___ Available data ___
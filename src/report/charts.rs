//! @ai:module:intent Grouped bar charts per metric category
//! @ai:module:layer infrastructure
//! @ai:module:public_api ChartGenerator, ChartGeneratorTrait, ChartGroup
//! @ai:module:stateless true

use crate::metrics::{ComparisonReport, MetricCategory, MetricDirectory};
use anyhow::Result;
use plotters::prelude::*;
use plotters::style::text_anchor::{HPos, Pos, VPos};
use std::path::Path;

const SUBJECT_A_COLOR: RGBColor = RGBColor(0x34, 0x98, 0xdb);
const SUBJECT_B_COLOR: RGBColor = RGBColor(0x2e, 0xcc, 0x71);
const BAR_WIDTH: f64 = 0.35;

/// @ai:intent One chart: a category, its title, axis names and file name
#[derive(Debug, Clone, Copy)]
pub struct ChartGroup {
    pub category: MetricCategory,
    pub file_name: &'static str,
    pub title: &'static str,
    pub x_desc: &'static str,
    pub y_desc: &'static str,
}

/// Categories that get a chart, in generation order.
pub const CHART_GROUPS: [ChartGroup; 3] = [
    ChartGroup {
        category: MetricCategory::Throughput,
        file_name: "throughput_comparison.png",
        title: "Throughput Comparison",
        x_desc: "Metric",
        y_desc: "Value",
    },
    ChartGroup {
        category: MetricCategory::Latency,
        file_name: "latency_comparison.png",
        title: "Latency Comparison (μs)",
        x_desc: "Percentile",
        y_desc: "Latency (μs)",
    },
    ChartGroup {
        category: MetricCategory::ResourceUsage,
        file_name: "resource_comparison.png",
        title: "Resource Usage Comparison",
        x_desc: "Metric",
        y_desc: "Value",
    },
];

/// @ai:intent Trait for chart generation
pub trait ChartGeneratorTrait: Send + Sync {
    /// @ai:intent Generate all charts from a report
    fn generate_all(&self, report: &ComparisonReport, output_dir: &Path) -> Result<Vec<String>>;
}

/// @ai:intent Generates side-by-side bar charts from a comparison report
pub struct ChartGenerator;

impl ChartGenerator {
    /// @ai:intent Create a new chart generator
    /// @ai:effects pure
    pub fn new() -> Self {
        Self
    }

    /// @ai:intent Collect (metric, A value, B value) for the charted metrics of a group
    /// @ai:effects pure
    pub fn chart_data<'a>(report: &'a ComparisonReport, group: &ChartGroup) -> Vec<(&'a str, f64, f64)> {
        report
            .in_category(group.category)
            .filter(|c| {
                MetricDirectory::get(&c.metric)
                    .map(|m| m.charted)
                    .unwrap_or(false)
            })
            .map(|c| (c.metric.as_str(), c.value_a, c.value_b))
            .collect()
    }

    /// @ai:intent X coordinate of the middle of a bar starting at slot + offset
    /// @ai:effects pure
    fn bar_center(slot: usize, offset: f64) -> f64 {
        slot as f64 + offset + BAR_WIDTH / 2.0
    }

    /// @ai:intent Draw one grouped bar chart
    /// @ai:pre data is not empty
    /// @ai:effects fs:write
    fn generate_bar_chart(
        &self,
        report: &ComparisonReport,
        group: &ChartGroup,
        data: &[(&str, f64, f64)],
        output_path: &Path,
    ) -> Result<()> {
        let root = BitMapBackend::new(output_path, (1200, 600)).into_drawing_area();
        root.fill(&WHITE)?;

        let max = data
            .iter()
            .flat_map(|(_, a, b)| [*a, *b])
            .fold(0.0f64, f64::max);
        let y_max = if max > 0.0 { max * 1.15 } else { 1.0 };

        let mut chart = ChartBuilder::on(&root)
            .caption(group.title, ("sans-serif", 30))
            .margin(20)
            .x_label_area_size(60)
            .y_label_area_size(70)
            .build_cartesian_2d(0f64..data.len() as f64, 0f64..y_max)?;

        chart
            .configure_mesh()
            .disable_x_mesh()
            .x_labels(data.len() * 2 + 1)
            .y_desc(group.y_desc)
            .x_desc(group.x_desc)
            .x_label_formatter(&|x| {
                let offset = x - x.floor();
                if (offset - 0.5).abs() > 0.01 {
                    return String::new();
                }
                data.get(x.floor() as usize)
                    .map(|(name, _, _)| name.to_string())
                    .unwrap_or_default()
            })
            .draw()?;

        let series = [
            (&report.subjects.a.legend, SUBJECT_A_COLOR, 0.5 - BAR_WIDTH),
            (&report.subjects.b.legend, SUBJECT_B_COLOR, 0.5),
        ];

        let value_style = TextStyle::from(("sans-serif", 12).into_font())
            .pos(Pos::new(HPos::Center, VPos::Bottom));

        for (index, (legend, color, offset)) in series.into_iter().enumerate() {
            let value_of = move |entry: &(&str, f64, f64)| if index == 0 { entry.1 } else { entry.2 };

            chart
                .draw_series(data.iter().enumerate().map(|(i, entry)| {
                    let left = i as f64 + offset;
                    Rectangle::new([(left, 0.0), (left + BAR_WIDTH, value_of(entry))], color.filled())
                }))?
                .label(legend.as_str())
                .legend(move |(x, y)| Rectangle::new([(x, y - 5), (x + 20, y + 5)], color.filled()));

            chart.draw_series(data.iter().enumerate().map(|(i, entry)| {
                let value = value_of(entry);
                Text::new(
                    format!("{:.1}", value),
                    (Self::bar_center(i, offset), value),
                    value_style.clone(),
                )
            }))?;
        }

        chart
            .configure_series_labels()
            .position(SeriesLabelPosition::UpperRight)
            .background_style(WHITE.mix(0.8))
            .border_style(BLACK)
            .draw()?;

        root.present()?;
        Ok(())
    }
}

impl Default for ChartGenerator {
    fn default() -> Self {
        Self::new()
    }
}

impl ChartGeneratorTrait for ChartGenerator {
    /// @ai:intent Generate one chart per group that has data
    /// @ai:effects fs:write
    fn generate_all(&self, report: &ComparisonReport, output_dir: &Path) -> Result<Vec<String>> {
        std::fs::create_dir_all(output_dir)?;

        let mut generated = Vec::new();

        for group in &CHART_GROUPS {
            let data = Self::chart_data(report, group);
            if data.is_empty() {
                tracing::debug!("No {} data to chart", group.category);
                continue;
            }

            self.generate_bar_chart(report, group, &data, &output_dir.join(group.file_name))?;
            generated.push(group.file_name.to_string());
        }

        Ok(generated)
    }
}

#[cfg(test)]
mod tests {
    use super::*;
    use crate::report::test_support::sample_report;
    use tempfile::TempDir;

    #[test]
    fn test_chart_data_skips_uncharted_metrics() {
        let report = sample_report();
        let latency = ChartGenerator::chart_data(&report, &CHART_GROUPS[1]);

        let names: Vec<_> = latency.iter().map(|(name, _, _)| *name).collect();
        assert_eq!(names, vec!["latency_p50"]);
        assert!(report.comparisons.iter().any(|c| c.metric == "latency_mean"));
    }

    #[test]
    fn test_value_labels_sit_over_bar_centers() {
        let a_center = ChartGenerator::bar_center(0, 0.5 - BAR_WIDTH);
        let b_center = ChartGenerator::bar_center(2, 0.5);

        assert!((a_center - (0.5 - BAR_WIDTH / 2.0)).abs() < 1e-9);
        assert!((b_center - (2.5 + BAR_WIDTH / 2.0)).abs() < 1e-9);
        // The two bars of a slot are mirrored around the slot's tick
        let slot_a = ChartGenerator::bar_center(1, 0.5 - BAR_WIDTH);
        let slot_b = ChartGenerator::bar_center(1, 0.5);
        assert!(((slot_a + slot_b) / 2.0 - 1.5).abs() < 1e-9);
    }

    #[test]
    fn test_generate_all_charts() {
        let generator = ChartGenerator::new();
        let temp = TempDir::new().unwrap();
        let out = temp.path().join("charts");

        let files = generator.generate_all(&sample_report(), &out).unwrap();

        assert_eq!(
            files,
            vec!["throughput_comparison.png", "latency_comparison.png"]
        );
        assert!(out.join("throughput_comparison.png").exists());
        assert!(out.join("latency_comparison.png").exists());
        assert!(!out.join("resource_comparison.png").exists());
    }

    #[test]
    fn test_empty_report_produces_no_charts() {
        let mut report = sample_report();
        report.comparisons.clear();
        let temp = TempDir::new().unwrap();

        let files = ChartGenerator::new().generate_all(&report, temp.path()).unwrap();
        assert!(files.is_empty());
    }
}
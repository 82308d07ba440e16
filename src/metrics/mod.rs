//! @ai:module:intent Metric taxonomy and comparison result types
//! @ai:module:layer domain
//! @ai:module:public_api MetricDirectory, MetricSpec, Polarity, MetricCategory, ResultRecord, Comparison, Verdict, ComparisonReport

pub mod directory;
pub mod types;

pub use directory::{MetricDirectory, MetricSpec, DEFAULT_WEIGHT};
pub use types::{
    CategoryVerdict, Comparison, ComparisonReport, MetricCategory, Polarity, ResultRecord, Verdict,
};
___
The required output is each line of the entries that contains the word "static".

    pub file_name: &'static str,
    pub title: &'static str,
    pub x_desc: &'static str,
    pub y_desc: &'static str,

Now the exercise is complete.